### [Problem description]
Below are some records; find each line that carries the word "which" and copy it.

Dataset entries:
..............................

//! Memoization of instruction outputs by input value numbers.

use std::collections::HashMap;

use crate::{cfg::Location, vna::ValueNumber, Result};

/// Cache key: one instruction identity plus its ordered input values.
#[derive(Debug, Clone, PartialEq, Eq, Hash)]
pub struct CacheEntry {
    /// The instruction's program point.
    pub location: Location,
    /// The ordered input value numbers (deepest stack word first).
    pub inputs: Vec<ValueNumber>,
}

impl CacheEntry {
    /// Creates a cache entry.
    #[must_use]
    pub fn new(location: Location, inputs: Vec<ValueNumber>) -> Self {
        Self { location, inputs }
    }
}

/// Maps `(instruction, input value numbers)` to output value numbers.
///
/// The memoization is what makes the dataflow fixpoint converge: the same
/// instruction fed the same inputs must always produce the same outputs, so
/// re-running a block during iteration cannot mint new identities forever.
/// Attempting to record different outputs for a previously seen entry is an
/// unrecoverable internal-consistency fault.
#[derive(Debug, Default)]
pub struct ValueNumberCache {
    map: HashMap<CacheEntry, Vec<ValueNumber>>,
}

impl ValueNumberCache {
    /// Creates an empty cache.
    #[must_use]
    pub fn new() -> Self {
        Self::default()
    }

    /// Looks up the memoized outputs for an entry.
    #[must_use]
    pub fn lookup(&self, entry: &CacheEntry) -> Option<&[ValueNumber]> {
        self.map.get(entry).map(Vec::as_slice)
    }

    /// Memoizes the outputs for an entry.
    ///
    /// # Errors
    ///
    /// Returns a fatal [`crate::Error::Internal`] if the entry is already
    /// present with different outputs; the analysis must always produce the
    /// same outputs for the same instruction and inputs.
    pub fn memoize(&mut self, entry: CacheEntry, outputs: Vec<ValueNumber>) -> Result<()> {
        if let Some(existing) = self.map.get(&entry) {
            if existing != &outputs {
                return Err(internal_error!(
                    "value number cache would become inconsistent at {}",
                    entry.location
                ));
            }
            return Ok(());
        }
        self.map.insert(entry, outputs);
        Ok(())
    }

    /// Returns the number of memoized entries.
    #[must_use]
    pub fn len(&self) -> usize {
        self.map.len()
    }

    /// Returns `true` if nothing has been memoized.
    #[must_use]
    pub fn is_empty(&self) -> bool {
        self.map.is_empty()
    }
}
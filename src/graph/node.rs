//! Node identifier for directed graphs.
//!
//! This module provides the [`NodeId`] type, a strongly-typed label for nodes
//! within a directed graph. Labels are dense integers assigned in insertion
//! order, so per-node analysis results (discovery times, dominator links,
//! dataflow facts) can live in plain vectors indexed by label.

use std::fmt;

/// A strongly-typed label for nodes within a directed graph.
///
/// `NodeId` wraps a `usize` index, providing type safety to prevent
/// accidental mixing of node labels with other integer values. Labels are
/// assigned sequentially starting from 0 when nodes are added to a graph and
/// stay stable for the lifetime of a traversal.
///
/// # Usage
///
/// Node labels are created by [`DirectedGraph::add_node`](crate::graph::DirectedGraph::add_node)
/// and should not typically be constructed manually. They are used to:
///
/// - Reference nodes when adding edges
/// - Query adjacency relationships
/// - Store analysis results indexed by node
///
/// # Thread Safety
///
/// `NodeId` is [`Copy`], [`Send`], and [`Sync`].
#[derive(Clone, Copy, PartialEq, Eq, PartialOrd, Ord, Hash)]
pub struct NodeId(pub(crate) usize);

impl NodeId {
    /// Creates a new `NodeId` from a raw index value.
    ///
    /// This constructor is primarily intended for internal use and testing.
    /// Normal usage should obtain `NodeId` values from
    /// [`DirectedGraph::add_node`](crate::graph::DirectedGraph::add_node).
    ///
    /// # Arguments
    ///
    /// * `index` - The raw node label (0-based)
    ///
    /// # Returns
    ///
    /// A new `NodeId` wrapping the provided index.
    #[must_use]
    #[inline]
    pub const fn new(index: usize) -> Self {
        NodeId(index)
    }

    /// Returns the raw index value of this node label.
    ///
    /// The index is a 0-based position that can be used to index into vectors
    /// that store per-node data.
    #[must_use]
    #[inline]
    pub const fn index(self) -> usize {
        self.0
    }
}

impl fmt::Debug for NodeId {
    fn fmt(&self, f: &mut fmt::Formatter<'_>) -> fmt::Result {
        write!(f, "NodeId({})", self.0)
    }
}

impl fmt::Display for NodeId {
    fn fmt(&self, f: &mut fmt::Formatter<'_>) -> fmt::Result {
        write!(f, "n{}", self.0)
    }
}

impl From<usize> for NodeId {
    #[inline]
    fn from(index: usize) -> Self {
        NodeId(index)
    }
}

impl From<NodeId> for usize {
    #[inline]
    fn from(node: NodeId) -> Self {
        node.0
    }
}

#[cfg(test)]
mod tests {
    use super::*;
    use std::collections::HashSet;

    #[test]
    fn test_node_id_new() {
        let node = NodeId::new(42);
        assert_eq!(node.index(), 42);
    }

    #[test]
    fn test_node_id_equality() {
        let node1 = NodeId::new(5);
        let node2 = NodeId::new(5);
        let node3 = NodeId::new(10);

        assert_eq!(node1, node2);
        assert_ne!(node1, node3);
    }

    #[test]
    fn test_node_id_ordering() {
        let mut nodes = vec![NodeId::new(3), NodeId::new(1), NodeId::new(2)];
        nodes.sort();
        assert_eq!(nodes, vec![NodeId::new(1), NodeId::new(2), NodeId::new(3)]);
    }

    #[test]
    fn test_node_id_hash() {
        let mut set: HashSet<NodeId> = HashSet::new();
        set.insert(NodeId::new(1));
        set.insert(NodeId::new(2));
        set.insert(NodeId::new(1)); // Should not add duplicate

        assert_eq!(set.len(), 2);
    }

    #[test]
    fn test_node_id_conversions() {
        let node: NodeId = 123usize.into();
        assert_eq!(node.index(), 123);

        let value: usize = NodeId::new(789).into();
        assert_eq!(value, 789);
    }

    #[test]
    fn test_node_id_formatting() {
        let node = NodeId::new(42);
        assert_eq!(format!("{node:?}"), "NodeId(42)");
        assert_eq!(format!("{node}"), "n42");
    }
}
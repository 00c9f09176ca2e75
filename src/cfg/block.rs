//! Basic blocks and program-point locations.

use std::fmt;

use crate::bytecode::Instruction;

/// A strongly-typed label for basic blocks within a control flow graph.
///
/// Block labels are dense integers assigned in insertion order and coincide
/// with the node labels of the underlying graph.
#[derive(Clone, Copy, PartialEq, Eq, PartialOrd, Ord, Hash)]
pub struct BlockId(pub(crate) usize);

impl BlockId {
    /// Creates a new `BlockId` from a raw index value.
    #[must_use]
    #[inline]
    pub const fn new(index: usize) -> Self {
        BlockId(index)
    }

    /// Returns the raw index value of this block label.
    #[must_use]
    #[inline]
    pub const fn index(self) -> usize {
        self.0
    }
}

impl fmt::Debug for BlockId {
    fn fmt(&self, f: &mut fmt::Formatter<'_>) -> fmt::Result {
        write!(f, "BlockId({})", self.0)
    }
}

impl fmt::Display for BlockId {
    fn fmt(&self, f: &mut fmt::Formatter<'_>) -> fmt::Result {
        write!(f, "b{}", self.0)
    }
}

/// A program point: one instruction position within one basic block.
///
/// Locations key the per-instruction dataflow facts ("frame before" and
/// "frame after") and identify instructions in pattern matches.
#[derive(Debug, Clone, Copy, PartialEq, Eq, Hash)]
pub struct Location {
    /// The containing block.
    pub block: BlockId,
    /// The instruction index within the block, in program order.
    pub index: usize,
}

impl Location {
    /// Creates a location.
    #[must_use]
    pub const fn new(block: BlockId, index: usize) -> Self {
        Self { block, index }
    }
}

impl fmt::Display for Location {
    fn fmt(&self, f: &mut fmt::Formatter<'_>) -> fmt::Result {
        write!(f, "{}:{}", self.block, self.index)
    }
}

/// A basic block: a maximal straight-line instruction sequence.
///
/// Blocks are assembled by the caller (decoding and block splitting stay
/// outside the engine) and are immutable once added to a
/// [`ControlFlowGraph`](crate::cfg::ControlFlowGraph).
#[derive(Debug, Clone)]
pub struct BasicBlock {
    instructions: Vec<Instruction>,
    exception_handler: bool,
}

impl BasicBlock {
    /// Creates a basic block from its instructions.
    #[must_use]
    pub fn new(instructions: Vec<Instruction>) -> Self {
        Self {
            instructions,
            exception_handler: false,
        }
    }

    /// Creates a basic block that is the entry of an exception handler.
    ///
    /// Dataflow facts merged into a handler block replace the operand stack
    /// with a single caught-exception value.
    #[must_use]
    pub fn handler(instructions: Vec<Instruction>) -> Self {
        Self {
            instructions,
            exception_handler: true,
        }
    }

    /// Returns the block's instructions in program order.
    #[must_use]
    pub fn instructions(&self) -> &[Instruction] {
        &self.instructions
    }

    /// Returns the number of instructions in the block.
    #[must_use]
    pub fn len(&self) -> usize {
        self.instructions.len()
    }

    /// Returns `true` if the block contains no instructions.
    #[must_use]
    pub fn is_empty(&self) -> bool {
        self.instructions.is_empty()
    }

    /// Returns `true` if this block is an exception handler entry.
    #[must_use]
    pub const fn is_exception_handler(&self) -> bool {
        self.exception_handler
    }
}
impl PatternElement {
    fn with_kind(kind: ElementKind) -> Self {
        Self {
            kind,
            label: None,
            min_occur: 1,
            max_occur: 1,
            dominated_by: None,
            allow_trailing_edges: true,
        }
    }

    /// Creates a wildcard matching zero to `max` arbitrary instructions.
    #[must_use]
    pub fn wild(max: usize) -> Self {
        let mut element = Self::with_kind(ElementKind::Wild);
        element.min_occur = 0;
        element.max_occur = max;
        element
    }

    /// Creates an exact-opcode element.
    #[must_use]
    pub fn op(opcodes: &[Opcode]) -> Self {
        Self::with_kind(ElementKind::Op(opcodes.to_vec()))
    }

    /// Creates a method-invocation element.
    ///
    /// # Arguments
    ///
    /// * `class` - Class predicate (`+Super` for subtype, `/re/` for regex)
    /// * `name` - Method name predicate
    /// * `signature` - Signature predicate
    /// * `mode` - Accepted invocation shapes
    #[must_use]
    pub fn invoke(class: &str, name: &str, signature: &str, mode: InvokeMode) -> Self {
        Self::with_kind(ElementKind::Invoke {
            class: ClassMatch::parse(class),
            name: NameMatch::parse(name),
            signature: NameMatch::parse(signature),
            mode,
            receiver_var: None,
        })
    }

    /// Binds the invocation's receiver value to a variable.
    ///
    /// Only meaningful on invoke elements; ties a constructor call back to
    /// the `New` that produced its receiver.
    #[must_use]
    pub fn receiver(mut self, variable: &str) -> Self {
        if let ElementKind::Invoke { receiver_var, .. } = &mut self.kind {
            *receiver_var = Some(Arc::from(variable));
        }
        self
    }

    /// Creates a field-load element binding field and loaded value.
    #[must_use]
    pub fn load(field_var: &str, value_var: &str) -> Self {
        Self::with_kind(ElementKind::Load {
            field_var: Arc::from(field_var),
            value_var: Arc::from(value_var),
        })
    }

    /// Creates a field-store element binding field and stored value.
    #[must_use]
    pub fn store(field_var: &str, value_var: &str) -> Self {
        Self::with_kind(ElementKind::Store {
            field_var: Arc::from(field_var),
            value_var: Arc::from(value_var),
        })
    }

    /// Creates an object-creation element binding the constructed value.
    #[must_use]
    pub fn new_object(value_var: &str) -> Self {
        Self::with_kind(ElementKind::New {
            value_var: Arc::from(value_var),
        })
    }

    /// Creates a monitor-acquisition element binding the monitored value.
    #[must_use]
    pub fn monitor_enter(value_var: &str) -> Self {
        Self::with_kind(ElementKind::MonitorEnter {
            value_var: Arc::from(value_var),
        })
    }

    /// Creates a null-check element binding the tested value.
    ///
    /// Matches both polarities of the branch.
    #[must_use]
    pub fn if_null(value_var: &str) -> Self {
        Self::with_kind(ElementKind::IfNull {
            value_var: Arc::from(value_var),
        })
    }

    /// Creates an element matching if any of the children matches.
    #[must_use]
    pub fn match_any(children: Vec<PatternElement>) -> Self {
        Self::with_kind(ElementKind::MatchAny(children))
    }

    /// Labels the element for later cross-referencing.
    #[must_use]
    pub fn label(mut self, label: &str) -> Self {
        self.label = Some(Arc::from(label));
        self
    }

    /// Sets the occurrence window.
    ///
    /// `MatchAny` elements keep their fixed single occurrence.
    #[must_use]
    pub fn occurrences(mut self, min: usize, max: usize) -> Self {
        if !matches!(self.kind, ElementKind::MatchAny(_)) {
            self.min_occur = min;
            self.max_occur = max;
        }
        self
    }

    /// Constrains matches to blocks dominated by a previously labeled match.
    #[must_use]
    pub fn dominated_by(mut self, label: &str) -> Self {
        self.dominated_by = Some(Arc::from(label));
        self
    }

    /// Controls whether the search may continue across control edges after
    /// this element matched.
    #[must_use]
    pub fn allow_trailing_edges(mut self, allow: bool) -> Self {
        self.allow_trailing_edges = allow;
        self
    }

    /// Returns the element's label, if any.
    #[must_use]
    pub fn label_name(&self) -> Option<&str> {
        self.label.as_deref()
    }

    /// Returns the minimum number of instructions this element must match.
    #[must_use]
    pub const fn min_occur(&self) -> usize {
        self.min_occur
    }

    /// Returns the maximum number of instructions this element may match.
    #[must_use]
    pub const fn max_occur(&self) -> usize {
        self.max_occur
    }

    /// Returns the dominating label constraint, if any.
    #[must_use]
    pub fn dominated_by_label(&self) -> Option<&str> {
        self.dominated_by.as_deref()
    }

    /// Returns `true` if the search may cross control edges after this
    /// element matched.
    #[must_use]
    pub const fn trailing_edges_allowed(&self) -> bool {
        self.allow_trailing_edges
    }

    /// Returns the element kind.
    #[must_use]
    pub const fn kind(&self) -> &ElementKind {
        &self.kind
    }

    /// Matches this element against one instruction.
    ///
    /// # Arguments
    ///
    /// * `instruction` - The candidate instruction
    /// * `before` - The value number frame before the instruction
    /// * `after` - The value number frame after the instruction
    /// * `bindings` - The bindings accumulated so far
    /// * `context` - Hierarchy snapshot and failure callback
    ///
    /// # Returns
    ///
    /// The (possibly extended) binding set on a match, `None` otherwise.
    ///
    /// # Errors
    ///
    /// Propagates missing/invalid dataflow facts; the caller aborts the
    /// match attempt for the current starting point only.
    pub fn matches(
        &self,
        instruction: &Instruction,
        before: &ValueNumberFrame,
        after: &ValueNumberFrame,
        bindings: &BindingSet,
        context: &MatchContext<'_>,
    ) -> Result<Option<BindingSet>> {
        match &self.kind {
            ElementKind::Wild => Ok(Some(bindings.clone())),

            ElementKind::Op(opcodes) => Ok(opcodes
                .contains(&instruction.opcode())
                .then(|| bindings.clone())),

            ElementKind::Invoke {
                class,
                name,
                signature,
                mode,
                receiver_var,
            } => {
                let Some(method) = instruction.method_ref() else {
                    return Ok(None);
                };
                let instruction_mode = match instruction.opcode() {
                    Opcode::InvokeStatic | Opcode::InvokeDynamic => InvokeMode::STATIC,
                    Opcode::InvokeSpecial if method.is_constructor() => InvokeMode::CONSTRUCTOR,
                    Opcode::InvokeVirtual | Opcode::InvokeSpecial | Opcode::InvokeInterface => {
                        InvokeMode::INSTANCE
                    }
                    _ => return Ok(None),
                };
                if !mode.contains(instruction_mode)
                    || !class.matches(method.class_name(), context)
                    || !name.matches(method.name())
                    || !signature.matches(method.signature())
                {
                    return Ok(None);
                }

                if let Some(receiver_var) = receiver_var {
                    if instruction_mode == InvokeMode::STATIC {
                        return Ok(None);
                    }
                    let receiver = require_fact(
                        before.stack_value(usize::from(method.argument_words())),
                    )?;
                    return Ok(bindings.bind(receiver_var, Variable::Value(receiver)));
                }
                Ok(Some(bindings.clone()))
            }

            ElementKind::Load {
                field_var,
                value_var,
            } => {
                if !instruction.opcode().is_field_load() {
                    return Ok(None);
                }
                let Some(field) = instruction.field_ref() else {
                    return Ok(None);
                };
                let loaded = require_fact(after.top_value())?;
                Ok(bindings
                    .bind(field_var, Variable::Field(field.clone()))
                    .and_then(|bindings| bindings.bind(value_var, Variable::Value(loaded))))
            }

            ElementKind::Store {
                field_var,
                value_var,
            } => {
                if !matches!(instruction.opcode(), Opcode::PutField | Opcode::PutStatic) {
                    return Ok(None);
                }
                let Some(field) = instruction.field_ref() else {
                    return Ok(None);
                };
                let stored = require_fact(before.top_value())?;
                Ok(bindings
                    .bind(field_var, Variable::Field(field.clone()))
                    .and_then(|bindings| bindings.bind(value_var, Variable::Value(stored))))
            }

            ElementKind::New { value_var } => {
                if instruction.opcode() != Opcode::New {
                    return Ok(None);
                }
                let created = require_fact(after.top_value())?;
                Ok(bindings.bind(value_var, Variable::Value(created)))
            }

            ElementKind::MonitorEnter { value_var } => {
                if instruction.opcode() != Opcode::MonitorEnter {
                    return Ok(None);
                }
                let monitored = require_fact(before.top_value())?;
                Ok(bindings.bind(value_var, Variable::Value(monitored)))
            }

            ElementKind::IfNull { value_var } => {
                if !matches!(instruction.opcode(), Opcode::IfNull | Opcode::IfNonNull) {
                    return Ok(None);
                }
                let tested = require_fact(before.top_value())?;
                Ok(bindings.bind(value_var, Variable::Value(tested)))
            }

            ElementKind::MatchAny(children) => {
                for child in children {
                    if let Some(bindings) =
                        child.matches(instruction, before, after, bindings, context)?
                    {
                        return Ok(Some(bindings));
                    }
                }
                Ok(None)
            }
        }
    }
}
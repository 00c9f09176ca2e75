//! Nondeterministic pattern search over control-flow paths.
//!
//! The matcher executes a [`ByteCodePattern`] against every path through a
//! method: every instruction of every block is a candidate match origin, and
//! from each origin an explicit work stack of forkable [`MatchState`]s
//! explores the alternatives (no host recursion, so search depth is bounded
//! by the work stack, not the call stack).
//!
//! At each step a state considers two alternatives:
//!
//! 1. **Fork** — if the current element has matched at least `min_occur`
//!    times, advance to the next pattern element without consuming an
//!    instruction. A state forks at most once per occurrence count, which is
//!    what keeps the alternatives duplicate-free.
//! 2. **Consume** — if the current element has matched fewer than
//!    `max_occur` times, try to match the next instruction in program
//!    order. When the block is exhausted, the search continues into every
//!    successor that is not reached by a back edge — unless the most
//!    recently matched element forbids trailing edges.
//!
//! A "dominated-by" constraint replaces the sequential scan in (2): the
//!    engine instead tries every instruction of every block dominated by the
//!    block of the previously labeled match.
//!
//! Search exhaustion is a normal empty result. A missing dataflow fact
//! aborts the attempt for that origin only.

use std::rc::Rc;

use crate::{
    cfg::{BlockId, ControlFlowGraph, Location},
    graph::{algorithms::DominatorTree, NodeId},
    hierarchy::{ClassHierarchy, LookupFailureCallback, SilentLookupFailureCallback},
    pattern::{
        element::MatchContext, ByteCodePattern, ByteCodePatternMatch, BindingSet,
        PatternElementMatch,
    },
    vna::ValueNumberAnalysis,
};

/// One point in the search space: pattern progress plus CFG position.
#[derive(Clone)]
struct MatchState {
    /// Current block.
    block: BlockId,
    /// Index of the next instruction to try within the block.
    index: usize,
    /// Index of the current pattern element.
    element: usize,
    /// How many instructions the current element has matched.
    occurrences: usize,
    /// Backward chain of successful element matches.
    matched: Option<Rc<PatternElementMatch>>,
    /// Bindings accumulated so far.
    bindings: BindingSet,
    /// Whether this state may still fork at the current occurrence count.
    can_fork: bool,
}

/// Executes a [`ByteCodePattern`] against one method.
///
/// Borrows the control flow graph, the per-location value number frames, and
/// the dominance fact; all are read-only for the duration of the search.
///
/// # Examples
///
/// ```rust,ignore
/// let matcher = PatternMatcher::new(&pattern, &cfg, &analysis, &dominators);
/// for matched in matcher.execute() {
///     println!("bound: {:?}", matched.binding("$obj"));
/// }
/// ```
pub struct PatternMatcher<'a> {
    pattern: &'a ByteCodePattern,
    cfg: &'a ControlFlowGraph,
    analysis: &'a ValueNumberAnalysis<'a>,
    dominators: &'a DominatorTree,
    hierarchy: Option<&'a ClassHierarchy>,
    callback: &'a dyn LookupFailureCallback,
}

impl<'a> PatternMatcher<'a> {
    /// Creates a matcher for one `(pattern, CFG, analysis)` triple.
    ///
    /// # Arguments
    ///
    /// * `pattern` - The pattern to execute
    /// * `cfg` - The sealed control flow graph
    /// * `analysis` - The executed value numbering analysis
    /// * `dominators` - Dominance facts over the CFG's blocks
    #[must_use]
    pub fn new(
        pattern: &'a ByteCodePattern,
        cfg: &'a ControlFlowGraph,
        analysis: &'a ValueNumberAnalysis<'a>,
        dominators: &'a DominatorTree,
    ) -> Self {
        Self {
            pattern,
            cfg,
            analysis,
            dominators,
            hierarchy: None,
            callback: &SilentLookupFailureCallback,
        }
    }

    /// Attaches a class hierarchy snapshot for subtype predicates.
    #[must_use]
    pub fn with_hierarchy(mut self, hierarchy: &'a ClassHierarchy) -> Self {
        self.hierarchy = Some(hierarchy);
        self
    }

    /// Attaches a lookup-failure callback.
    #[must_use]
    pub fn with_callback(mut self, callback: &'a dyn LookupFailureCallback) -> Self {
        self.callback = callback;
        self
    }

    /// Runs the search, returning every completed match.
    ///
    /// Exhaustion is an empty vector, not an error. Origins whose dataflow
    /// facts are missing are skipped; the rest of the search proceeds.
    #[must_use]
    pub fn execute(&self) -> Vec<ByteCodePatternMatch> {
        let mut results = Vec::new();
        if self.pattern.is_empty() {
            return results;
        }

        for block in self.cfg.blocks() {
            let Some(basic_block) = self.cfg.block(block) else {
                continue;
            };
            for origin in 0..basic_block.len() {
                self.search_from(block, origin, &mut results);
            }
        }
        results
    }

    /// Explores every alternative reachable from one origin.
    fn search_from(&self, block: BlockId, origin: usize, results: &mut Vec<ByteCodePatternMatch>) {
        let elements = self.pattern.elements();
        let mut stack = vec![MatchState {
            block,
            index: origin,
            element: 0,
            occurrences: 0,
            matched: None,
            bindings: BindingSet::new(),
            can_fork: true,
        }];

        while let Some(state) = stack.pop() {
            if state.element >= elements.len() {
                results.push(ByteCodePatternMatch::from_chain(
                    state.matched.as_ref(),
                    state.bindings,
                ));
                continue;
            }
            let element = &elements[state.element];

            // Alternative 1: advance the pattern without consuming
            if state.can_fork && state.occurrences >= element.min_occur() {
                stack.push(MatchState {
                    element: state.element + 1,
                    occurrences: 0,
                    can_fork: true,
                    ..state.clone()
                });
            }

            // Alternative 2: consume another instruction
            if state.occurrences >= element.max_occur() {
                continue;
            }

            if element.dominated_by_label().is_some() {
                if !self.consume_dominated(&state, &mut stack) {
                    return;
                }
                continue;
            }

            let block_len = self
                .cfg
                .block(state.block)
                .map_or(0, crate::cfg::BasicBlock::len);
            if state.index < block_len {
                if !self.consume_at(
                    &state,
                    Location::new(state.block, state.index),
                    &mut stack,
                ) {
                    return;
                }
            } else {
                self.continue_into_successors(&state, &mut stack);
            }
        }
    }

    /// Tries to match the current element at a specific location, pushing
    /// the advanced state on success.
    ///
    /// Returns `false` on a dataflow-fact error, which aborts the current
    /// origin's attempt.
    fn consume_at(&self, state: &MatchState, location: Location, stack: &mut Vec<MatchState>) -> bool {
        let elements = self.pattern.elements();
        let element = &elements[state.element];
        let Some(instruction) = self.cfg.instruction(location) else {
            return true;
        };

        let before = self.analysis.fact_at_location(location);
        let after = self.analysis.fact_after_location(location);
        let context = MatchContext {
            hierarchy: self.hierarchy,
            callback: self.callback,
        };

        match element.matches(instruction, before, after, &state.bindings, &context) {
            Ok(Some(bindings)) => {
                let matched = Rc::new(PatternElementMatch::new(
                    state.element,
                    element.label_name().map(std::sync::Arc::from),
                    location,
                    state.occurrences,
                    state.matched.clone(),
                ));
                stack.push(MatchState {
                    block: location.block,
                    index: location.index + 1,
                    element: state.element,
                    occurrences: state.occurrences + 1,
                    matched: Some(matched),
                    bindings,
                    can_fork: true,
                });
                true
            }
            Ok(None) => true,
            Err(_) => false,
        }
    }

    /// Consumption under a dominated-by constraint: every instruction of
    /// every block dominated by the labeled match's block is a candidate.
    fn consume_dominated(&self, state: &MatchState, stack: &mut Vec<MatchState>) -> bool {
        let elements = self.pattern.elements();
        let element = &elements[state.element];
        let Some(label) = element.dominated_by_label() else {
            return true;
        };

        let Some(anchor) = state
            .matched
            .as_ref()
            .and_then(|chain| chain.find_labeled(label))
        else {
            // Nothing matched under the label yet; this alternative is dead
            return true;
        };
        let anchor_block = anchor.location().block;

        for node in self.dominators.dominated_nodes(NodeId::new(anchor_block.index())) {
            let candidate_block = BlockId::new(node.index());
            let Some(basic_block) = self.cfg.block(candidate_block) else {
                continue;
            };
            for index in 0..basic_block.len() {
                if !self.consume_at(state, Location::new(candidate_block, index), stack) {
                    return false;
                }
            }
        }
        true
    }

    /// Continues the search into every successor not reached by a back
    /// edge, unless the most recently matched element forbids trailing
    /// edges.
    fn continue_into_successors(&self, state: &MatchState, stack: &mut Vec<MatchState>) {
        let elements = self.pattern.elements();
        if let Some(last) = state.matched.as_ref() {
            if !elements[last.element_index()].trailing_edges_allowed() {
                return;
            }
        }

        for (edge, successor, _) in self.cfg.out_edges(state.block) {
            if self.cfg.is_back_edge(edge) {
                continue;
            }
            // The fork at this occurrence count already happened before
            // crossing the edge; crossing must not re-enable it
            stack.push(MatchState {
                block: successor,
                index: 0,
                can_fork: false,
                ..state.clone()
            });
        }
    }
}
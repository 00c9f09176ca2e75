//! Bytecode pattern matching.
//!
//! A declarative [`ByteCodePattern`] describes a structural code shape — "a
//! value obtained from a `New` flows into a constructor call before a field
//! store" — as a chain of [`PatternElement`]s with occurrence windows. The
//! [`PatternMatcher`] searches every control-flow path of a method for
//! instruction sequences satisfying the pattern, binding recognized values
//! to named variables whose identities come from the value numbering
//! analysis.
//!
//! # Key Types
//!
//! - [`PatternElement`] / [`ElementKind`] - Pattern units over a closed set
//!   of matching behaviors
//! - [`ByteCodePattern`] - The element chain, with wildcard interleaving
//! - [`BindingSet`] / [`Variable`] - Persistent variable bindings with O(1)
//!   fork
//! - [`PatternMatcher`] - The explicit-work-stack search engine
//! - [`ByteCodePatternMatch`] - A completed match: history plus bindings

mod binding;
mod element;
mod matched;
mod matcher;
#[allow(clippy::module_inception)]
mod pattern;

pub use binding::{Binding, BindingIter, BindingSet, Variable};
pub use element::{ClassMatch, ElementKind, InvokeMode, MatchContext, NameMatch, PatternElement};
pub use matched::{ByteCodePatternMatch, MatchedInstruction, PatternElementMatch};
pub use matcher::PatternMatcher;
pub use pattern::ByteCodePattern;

..............................

### [Exercise output]
//!    instruction. A state forks at most once per occurrence count, which is
    /// Returns `false` on a dataflow-fact error, which aborts the current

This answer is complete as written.